In a previous post, Frequency Distribution tables were briefly discussed.
In this post, I’m going to quickly show how to build a cross table in Python Pandas.
Unlike a spreadsheet where each row is an observation, a cross tab (or cross table) gives a tally of multiple variables. For example, look at the data loaded in from a Kaggle Spreadsheet on Mall Customers.
Simple Cross Table
We can see in the first few rows, that this is a normal data table. But what if we wanted to know a tally of customers by age and gender?
In Python Pandas we can do that using the crosstab method:
Row and Column Tally
The simple cross table above shows us how many 18 year old customers are male and how many are female. We can scroll through the age groups and find the appropriate gender count.

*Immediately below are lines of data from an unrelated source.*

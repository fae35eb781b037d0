use std::sync::Arc;

use super::*;
use crate::classification::ThicknessClass;
use crate::error::ConfigError;
use crate::testing::{
    detection_config, init_tracing, signature_table, SyntheticFlake, SyntheticTile, BILAYER,
    MONOLAYER,
};

fn detector(config: DetectionConfig) -> FlakeDetector {
    FlakeDetector::new(config, Arc::new(signature_table())).unwrap()
}

#[test]
fn uniform_tile_has_no_regions() {
    init_tracing();
    let image = SyntheticTile::new(128, 96).image(TileInfo::standalone("blank"));
    let result = detector(detection_config()).detect(&image);

    assert!(result.regions.is_empty());
    assert_eq!(result.diagnostics.pixels_above_threshold, 0);
    assert_eq!(result.summary.score, 0);
    assert!(!result.summary.flagged);
}

#[test]
fn noisy_uniform_tile_has_no_regions() {
    let image = SyntheticTile::new(128, 128)
        .with_noise(0.005, 3)
        .with_gradient(0.05)
        .image(TileInfo::standalone("noisy"));
    let config = DetectionConfig {
        smoothing_sigma: 1.0,
        ..detection_config()
    };
    let result = detector(config).detect(&image);
    assert!(result.regions.is_empty());
}

#[test]
fn square_flake_is_detected_and_classified() {
    let image = SyntheticTile::new(128, 128)
        .with_flake(SyntheticFlake::square(40, 50, 20, MONOLAYER))
        .image(TileInfo::standalone("one"));
    let result = detector(detection_config()).detect(&image);

    assert_eq!(result.regions.len(), 1);
    let flake = &result.regions[0];
    assert_eq!(flake.region.area, 400);
    assert_eq!(
        flake.classification.class,
        ThicknessClass::Class("monolayer".into())
    );
    assert!(flake.classification.confidence > 0.99);
    assert!((flake.region.centroid.x - 49.5).abs() < 1e-9);
    assert!((flake.region.centroid.y - 59.5).abs() < 1e-9);

    assert_eq!(result.summary.score, 400);
    assert!(result.summary.flagged);
    assert!(flake.region.bbox.contains(result.summary.peak_x, result.summary.peak_y));
    assert_eq!(result.substrate, crate::testing::SUBSTRATE);
}

#[test]
fn two_thickness_classes_in_one_tile() {
    let image = SyntheticTile::new(160, 128)
        .with_flake(SyntheticFlake::square(20, 20, 16, BILAYER))
        .with_flake(SyntheticFlake::square(100, 70, 12, MONOLAYER))
        .image(TileInfo::standalone("two"));
    let result = detector(detection_config()).detect(&image);

    let names: Vec<&str> = result
        .regions
        .iter()
        .map(|r| r.classification.class.name())
        .collect();
    assert_eq!(names, vec!["bilayer", "monolayer"]);
    assert_eq!(result.diagnostics.classified, 2);
}

#[test]
fn shape_filter_rejections_are_counted() {
    let image = SyntheticTile::new(128, 128)
        // Too small.
        .with_flake(SyntheticFlake::square(20, 20, 3, MONOLAYER))
        // Too elongated.
        .with_flake(SyntheticFlake {
            x: 20,
            y: 60,
            width: 60,
            height: 2,
            contrast: MONOLAYER,
        })
        // Touches the left edge.
        .with_flake(SyntheticFlake::square(0, 100, 10, MONOLAYER))
        .image(TileInfo::standalone("rejects"));
    let result = detector(detection_config()).detect(&image);

    assert!(result.regions.is_empty());
    let stats = result.diagnostics.shape_filter;
    assert_eq!(stats.too_small, 1);
    assert_eq!(stats.too_elongated, 1);
    assert_eq!(stats.at_border, 1);
    assert_eq!(result.diagnostics.connected_components, 3);
}

#[test]
fn unknown_signature_is_unclassified() {
    let image = SyntheticTile::new(128, 128)
        .with_flake(SyntheticFlake::square(50, 50, 12, [0.2, 0.2, 0.2]))
        .image(TileInfo::standalone("odd"));
    let result = detector(detection_config()).detect(&image);

    assert_eq!(result.regions.len(), 1);
    assert_eq!(
        result.regions[0].classification.class,
        ThicknessClass::Unclassified
    );
    assert_eq!(result.diagnostics.unclassified, 1);
}

#[test]
fn detector_rejects_normalization_mismatch() {
    let config = DetectionConfig {
        normalization: Normalization::Divide,
        ..detection_config()
    };
    let err = FlakeDetector::new(config, Arc::new(signature_table())).unwrap_err();
    assert!(matches!(err, ConfigError::NormalizationMismatch { .. }));
}

#[test]
fn detector_rejects_invalid_config() {
    let config = DetectionConfig {
        min_area: 0,
        ..detection_config()
    };
    assert!(FlakeDetector::new(config, Arc::new(signature_table())).is_err());
}
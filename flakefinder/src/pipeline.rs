//! End-to-end run: optional calibration, per-tile detection, aggregation.

use std::sync::Arc;

use crate::aggregate::{aggregate, AggregationConfig};
use crate::batch::{run_images, run_sources, BatchOptions, BatchResult, Preloaded};
use crate::classification::SignatureTable;
use crate::error::{ConfigError, Result};
use crate::flake_detection::{calibrate_threshold, FlakeDetector};
use crate::image_source::{MicroscopeImage, TileSource};
use crate::report::Report;
use crate::run_config::{CalibrationConfig, RunConfig};

#[derive(Debug, Clone)]
pub struct Pipeline {
    detector: FlakeDetector,
    aggregation: AggregationConfig,
    calibration: CalibrationConfig,
}

impl Pipeline {
    /// Validates the config and loads its signature table.
    pub fn new(config: &RunConfig) -> Result<Self, ConfigError> {
        let path = config
            .signature_table
            .as_deref()
            .ok_or(ConfigError::MissingSignatureTable)?;
        let table = SignatureTable::load(path)?;
        Self::with_table(config, table)
    }

    /// Builds a pipeline around an already loaded table.
    pub fn with_table(config: &RunConfig, table: SignatureTable) -> Result<Self, ConfigError> {
        config.validate()?;
        Ok(Self {
            detector: FlakeDetector::new(config.detection.clone(), Arc::new(table))?,
            aggregation: config.aggregation.clone(),
            calibration: config.calibration.clone(),
        })
    }

    pub fn detector(&self) -> &FlakeDetector {
        &self.detector
    }

    /// Runs on image files.
    ///
    /// With calibration enabled the threshold comes from the first
    /// `sample_count` readable tiles; unreadable ones are left to the batch,
    /// which records them as failures.
    pub fn run(&self, sources: &[TileSource], options: &BatchOptions) -> Result<Report> {
        let (detector, preloaded) = if self.calibration.enabled {
            let preloaded = Preloaded::first_readable(
                sources,
                self.calibration.sample_count,
                options.pixel_scale_um,
            );
            if preloaded.images().is_empty() {
                tracing::warn!("No readable tiles to calibrate on, keeping configured threshold");
                (self.detector.clone(), preloaded)
            } else {
                (self.calibrated(preloaded.images())?, preloaded)
            }
        } else {
            (self.detector.clone(), Preloaded::default())
        };

        let batch = run_sources(sources, &preloaded, &detector, options)?;
        Ok(self.finish(&detector, &batch))
    }

    /// Runs on images already in memory.
    pub fn run_images(&self, images: &[MicroscopeImage], options: &BatchOptions) -> Result<Report> {
        let detector = if self.calibration.enabled && !images.is_empty() {
            self.calibrated(images)?
        } else {
            self.detector.clone()
        };

        let batch = run_images(images, &detector, options)?;
        Ok(self.finish(&detector, &batch))
    }

    fn calibrated(&self, samples: &[MicroscopeImage]) -> Result<FlakeDetector, ConfigError> {
        let mut config = self.detector.config().clone();
        config.contrast_threshold = calibrate_threshold(
            samples,
            &config,
            self.calibration.sample_count,
            self.calibration.margin,
        )?;
        FlakeDetector::new(config, Arc::new(self.detector.table().clone()))
    }

    fn finish(&self, detector: &FlakeDetector, batch: &BatchResult) -> Report {
        let detections = aggregate(&batch.tiles, &self.aggregation);
        tracing::info!(
            tiles = batch.tiles.len(),
            detections = detections.len(),
            "Run complete"
        );
        Report::new(detector.config().contrast_threshold, batch, detections)
    }
}
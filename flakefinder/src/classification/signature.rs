use std::path::Path;

use serde::{Deserialize, Serialize};

use crate::common::Rgb;
use crate::error::ConfigError;
use crate::flake_detection::Normalization;

/// Reserved class name for regions no signature matches.
pub const UNCLASSIFIED: &str = "unclassified";

/// Expected contrast range of one thickness class.
#[derive(Debug, Clone, PartialEq, Serialize, Deserialize)]
pub struct ThicknessSignature {
    pub name: String,
    /// Layer count, when the class corresponds to one.
    #[serde(default, skip_serializing_if = "Option::is_none")]
    pub layers: Option<u32>,
    /// Per-channel lower bound of the mean contrast.
    pub min: Rgb,
    /// Per-channel upper bound of the mean contrast.
    pub max: Rgb,
    /// Overlay box color.
    #[serde(default, skip_serializing_if = "Option::is_none")]
    pub color: Option<[u8; 3]>,
}

impl ThicknessSignature {
    pub fn center(&self) -> Rgb {
        [
            0.5 * (self.min[0] + self.max[0]),
            0.5 * (self.min[1] + self.max[1]),
            0.5 * (self.min[2] + self.max[2]),
        ]
    }

    /// Euclidean distance from `signature` to the range box, 0 inside it.
    pub fn residual(&self, signature: Rgb) -> f32 {
        let mut sq = 0.0;
        for c in 0..3 {
            let d = if signature[c] < self.min[c] {
                self.min[c] - signature[c]
            } else if signature[c] > self.max[c] {
                signature[c] - self.max[c]
            } else {
                0.0
            };
            sq += d * d;
        }
        sq.sqrt()
    }

    /// Distance to the range center in units of the per-channel half width.
    pub fn normalized_center_distance(&self, signature: Rgb) -> f32 {
        let center = self.center();
        let mut sq = 0.0;
        for c in 0..3 {
            let half = (0.5 * (self.max[c] - self.min[c])).max(f32::EPSILON);
            let d = (signature[c] - center[c]) / half;
            sq += d * d;
        }
        sq.sqrt()
    }
}

/// Thickness classes for one material/substrate combination.
///
/// ```yaml
/// material: WSe2
/// substrate: 90nm SiO2/Si
/// normalization: subtract
/// tolerance: 0.02
/// classes:
///   - { name: monolayer, layers: 1, min: [-0.06, -0.09, -0.04], max: [-0.02, -0.05, -0.01] }
/// ```
#[derive(Debug, Clone, PartialEq, Serialize, Deserialize)]
pub struct SignatureTable {
    #[serde(default)]
    pub material: String,
    #[serde(default)]
    pub substrate: String,
    /// Normalization the ranges were measured with.
    #[serde(default)]
    pub normalization: Normalization,
    /// Largest residual still accepted as a match.
    pub tolerance: f32,
    pub classes: Vec<ThicknessSignature>,
}

impl SignatureTable {
    pub fn load(path: &Path) -> Result<Self, ConfigError> {
        let table: SignatureTable =
            common::load_file(path).map_err(|source| ConfigError::SignatureFile {
                path: path.to_path_buf(),
                source,
            })?;
        table.validate()?;

        tracing::info!(
            path = %path.display(),
            material = %table.material,
            classes = table.classes.len(),
            "Loaded signature table"
        );
        Ok(table)
    }

    pub fn validate(&self) -> Result<(), ConfigError> {
        if self.classes.is_empty() {
            return Err(ConfigError::EmptySignatureTable);
        }
        if !(self.tolerance.is_finite() && self.tolerance > 0.0) {
            return Err(ConfigError::InvalidParameter {
                name: "tolerance",
                reason: format!("must be positive, got {}", self.tolerance),
            });
        }

        let mut names = hashbrown::HashSet::new();
        for class in &self.classes {
            let invalid = |reason: &str| ConfigError::InvalidSignature {
                class: class.name.clone(),
                reason: reason.to_string(),
            };

            if class.name.trim().is_empty() {
                return Err(invalid("name is empty"));
            }
            if class.name.eq_ignore_ascii_case(UNCLASSIFIED) {
                return Err(invalid("name is reserved"));
            }
            if !names.insert(class.name.as_str()) {
                return Err(invalid("duplicate class name"));
            }
            if class
                .min
                .iter()
                .chain(class.max.iter())
                .any(|v| !v.is_finite())
            {
                return Err(invalid("range bounds must be finite"));
            }
            if (0..3).any(|c| class.min[c] > class.max[c]) {
                return Err(invalid("min exceeds max"));
            }
        }
        Ok(())
    }

    pub fn class(&self, name: &str) -> Option<&ThicknessSignature> {
        self.classes.iter().find(|c| c.name == name)
    }
}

We can also collect the total customers (female + male) by simply adding a parameter of margins set to True:
pd.crosstab(df['Age'], df['Gender'], margins=True)
The output of the above is quite long (as age is not grouped into intervals), so I’ll cut the top and bottom portions to show the tally’s:
Now we have added a column and row that shows the total (called “All”) results. Line by line we can now see how each age has X Female customers, Y Male customers and the total of customers for that age.
We also get a total of all Female and all Male customers by checking the row totals at the very bottom. In this case 112 Female customers and 88 Male, and a total of 200.
More Variables in the Crosstab
More variables can be added. There’s a column in this data called “Spending Score” and it ranges from 1 to 100. If we add a Row of entry of Spending Score and Age, we can also get more insights:
pd.crosstab([df['Spending Score (1-100)'],df['Age']], df['Gender'], margins=True).head()
In spending score group 1, we have two ages: 34 and 37 – which are made up of only men.